● Instructions to follow
Go through the data and tally the lines that hold the string "format". Reply with the total alone.

● Provided records
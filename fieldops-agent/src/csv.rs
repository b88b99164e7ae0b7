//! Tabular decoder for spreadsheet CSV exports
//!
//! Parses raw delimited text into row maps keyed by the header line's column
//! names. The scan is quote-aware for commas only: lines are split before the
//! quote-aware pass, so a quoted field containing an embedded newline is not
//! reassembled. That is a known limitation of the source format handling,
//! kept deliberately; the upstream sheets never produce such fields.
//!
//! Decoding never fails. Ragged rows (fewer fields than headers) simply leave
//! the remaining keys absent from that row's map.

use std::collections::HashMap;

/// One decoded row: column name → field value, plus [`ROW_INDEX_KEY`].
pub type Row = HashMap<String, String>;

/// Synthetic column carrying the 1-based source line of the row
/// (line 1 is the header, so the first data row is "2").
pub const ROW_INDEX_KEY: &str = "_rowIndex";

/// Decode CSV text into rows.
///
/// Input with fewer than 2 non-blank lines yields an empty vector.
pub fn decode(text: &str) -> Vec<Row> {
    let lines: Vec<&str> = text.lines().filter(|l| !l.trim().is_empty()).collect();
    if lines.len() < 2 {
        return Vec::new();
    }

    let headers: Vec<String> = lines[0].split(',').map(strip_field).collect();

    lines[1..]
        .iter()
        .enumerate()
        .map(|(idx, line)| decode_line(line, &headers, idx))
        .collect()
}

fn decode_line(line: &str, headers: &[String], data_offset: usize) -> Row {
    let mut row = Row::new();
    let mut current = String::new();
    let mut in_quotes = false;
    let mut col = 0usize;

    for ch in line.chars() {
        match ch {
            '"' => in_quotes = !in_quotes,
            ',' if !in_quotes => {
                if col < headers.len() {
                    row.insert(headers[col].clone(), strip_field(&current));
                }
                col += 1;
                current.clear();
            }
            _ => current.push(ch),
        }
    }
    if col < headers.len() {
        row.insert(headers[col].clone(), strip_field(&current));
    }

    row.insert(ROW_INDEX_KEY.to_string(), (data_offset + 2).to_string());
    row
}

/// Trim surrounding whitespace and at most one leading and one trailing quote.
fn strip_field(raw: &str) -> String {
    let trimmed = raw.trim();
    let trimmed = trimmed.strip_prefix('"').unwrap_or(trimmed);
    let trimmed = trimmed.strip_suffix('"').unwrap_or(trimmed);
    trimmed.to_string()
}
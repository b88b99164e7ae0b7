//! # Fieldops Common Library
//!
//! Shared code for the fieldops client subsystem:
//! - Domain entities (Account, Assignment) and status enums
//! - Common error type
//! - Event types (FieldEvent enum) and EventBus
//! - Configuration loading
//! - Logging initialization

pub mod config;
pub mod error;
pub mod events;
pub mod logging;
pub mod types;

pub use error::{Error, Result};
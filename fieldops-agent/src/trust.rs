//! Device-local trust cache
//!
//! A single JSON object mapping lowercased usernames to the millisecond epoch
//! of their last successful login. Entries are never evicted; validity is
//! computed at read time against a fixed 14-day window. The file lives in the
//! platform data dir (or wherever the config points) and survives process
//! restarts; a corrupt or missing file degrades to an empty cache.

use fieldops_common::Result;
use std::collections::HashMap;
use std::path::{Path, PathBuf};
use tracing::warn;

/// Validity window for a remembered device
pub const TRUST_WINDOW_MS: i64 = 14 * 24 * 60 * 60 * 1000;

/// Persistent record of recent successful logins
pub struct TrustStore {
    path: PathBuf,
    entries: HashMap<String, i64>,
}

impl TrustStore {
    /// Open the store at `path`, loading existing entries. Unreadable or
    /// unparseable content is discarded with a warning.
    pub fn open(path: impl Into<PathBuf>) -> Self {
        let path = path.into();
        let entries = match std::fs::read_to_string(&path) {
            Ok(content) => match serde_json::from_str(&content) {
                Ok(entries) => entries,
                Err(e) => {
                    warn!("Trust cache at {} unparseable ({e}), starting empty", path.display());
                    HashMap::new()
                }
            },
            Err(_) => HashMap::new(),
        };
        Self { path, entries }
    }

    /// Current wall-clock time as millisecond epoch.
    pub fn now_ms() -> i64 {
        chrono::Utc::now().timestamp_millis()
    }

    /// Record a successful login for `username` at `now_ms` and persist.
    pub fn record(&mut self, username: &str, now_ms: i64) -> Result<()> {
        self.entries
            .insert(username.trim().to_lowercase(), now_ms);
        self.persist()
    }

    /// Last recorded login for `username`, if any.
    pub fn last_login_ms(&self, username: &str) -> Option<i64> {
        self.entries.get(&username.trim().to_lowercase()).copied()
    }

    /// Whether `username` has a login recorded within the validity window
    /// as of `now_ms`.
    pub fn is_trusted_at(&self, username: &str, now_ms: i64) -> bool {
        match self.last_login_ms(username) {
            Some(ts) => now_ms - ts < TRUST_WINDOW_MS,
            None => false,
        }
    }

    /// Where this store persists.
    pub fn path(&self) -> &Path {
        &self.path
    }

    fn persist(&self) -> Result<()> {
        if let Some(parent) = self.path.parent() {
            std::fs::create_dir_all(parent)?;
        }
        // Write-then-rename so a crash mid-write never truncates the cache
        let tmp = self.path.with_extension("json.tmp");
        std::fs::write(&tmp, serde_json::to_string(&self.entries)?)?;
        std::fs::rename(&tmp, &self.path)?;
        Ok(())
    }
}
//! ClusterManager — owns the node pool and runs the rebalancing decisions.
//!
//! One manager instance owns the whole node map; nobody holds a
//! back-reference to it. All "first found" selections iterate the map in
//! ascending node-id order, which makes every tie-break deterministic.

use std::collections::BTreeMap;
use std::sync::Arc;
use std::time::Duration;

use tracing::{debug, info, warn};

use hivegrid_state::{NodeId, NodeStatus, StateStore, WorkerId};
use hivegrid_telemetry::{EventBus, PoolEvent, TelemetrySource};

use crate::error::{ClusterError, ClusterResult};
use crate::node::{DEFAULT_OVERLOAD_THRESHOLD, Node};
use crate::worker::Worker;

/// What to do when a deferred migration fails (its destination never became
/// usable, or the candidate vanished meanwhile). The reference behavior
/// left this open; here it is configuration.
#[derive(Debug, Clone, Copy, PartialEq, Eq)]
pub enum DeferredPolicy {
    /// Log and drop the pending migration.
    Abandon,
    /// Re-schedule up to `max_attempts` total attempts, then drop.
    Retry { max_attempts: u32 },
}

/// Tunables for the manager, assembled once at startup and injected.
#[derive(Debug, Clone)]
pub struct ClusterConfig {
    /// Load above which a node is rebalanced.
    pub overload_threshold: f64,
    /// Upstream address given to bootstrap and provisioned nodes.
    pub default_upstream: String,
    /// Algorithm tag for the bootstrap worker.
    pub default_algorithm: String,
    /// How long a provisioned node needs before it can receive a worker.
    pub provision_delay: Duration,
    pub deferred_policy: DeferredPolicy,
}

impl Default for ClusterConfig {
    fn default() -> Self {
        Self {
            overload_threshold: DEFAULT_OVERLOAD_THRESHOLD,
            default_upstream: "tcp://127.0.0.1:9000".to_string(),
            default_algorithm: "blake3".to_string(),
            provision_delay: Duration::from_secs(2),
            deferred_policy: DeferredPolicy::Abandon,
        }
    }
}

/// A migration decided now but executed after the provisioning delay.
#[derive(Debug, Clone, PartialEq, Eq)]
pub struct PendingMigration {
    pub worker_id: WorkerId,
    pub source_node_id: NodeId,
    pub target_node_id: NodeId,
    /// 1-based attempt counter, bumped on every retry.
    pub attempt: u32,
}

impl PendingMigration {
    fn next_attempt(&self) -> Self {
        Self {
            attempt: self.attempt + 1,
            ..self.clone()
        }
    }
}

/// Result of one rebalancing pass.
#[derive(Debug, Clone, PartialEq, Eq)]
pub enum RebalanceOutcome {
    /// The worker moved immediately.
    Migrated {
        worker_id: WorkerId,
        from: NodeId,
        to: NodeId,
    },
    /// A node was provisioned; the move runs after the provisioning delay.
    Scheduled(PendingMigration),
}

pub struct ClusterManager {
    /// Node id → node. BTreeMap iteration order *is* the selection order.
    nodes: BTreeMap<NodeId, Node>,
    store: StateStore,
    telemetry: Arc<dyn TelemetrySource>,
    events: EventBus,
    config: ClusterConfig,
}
...
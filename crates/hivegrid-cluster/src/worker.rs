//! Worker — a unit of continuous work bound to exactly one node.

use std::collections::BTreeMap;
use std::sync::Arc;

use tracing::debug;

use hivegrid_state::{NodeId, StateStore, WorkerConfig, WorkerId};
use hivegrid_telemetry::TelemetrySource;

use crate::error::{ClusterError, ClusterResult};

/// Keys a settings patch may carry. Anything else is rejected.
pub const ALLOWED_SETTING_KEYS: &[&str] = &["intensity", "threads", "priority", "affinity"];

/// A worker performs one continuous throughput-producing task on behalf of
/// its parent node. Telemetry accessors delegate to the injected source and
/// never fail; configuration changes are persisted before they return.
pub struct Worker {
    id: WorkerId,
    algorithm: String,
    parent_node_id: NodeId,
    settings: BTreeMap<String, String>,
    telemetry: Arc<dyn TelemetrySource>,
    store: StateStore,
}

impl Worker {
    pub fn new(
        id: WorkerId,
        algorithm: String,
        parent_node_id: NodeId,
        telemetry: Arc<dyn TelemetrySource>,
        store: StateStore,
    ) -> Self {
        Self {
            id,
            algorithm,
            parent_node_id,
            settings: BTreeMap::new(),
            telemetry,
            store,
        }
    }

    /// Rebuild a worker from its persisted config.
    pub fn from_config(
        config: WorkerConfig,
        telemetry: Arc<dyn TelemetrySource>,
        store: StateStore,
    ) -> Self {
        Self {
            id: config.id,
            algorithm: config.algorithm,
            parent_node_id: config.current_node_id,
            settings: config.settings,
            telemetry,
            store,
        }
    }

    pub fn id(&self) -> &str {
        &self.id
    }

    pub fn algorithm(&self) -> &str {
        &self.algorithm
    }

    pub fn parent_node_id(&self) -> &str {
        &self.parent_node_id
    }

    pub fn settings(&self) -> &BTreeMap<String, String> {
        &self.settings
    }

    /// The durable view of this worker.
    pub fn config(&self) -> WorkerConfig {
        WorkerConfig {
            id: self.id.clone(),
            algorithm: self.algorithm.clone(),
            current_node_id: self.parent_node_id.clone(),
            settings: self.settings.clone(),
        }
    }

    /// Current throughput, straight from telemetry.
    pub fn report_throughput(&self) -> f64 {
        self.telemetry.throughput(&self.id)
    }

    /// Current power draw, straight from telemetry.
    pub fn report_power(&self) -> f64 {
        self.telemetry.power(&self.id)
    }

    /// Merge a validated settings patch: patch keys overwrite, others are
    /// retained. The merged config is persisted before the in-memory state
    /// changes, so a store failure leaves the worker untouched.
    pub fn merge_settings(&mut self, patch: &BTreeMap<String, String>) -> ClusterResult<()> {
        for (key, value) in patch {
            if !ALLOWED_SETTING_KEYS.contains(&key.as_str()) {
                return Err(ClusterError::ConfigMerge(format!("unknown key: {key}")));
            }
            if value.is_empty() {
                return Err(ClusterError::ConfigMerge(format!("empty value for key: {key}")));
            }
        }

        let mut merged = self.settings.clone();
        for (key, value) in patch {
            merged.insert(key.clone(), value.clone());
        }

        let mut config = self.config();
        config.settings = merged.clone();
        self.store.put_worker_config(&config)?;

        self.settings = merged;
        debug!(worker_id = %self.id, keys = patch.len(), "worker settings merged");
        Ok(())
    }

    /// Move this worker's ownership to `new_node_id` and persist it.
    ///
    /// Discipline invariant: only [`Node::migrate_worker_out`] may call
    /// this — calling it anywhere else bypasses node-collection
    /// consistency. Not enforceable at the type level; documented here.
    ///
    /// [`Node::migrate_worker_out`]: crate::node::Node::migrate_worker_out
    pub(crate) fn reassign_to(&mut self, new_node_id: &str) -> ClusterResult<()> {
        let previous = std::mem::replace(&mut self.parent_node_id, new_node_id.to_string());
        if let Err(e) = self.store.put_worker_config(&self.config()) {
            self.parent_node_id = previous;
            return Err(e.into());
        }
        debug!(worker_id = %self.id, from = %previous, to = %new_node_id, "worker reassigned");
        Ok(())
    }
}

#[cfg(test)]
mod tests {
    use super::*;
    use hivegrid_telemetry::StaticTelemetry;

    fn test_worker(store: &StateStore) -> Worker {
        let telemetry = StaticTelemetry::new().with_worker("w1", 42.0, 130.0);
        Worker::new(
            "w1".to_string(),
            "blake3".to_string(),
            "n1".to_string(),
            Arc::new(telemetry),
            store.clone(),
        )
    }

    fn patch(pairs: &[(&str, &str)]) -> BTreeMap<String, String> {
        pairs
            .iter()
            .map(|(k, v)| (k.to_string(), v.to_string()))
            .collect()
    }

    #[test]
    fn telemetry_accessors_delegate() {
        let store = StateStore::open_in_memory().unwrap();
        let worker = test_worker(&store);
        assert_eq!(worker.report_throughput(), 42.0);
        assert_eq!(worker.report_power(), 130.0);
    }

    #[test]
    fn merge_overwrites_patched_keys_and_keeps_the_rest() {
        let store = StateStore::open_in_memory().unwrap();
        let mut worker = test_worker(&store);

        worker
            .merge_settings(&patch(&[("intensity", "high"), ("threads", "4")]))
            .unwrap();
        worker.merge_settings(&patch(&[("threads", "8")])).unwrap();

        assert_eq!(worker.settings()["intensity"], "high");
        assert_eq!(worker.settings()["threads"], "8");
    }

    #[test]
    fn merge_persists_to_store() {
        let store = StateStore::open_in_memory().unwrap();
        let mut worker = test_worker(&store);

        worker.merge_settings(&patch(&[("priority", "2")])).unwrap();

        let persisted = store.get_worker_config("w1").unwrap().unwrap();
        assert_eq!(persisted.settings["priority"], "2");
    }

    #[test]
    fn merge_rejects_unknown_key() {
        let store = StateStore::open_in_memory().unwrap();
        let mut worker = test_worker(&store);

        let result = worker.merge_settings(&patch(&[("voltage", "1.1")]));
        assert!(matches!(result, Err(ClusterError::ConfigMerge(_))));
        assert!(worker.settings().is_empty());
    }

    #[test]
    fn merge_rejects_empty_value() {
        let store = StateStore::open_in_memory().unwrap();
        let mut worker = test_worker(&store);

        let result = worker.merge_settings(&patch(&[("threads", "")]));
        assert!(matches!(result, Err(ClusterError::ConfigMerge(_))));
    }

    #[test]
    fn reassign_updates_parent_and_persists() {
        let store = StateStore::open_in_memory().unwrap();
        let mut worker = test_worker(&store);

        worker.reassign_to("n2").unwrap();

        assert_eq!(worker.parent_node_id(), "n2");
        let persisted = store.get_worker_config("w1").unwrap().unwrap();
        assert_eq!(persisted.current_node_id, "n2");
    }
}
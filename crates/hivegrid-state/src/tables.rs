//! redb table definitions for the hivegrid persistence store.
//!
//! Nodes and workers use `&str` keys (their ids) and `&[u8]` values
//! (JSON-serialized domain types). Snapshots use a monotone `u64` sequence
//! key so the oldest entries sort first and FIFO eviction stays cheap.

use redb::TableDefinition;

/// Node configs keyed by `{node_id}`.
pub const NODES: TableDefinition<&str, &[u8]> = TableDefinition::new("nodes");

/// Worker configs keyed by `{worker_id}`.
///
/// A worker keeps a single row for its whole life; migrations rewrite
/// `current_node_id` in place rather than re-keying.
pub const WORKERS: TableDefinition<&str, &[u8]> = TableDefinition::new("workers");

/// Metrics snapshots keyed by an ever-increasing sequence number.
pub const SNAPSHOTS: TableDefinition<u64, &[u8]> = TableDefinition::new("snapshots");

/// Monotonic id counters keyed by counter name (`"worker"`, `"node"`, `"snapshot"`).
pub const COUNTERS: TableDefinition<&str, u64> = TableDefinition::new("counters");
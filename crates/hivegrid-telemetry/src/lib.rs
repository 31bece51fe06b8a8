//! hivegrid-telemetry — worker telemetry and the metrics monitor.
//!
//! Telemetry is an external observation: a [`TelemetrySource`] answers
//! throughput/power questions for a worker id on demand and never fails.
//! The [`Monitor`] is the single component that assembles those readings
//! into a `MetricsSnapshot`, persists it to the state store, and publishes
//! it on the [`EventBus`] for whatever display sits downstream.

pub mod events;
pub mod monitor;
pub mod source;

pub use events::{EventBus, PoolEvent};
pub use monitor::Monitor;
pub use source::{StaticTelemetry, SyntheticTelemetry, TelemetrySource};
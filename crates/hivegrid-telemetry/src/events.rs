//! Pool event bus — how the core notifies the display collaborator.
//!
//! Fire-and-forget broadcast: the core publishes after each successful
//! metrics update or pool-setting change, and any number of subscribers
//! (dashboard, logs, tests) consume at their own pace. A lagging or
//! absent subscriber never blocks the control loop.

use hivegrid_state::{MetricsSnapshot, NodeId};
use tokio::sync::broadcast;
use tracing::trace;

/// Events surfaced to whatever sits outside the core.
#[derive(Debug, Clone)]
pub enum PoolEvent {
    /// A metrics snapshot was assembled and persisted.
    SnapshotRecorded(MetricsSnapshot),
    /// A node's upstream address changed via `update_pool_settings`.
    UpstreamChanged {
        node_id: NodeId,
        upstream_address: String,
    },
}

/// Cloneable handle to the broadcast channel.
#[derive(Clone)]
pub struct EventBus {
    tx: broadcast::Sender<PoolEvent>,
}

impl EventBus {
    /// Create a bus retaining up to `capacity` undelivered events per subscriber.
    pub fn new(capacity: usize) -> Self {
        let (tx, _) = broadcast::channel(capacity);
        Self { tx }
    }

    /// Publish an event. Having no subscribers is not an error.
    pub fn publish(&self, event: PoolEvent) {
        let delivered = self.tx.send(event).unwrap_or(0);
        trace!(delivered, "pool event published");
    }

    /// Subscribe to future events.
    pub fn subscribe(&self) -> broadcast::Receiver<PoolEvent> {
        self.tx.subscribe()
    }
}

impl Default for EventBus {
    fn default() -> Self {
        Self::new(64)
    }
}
* * *
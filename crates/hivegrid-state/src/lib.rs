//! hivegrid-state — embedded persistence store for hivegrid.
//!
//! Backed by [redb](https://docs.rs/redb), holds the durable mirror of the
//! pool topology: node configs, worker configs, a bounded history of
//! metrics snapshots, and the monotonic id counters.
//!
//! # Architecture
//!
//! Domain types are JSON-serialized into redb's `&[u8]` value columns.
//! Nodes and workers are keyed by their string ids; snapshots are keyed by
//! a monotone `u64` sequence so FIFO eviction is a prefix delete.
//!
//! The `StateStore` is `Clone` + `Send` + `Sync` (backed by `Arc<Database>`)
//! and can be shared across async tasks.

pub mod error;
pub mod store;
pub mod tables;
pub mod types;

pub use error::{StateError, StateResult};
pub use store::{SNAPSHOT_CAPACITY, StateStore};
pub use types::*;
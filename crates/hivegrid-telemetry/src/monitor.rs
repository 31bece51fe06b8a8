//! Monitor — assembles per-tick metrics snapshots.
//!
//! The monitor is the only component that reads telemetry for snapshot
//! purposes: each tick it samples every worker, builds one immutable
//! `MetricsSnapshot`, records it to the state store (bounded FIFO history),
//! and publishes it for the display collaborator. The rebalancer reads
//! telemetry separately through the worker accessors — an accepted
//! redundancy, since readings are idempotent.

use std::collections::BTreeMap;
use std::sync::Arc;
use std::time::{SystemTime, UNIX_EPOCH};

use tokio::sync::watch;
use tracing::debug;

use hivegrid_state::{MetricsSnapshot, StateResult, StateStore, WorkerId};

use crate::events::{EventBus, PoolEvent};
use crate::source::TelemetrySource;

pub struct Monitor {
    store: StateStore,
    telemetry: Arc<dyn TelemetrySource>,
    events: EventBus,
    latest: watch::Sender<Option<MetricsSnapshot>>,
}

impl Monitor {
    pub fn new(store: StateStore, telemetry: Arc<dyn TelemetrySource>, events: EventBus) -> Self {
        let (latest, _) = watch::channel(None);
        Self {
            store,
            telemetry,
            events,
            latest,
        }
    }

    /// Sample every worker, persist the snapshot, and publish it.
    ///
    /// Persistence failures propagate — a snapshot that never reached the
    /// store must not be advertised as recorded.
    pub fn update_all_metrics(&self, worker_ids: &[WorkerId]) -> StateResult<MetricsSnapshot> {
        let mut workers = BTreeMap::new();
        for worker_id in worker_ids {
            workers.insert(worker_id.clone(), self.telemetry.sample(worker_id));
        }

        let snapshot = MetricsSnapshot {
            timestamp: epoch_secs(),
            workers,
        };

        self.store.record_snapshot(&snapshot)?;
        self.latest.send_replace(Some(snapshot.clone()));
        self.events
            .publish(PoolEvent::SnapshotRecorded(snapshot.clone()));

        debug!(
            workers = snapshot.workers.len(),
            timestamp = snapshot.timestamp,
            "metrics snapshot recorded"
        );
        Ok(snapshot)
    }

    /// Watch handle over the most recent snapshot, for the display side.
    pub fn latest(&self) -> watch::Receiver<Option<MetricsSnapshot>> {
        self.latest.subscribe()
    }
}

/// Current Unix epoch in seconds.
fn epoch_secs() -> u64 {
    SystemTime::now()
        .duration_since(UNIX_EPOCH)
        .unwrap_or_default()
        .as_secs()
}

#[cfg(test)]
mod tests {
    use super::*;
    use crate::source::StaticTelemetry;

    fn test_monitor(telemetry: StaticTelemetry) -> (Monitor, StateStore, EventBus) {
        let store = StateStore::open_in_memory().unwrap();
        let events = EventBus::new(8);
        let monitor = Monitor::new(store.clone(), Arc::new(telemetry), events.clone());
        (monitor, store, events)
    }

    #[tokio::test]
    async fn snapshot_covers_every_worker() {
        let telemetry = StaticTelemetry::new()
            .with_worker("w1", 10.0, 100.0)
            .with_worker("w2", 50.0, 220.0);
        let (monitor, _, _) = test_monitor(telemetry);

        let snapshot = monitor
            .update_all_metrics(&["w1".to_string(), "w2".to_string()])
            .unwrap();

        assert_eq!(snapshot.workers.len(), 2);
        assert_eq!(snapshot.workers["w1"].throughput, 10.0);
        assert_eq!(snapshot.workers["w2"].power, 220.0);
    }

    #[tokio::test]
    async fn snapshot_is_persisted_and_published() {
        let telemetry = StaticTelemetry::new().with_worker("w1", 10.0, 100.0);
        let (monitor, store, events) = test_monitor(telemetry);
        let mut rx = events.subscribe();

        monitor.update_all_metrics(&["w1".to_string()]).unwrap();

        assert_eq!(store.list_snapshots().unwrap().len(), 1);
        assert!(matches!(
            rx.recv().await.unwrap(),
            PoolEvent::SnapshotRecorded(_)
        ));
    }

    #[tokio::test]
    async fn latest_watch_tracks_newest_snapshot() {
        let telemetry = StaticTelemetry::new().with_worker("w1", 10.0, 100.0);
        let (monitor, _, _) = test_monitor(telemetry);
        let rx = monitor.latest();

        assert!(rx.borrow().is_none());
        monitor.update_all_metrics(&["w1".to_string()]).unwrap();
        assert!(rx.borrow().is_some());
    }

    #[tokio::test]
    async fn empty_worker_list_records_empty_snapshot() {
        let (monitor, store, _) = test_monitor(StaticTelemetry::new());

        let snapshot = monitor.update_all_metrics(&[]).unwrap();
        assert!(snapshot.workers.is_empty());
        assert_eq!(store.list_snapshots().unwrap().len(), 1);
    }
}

● Completed task
3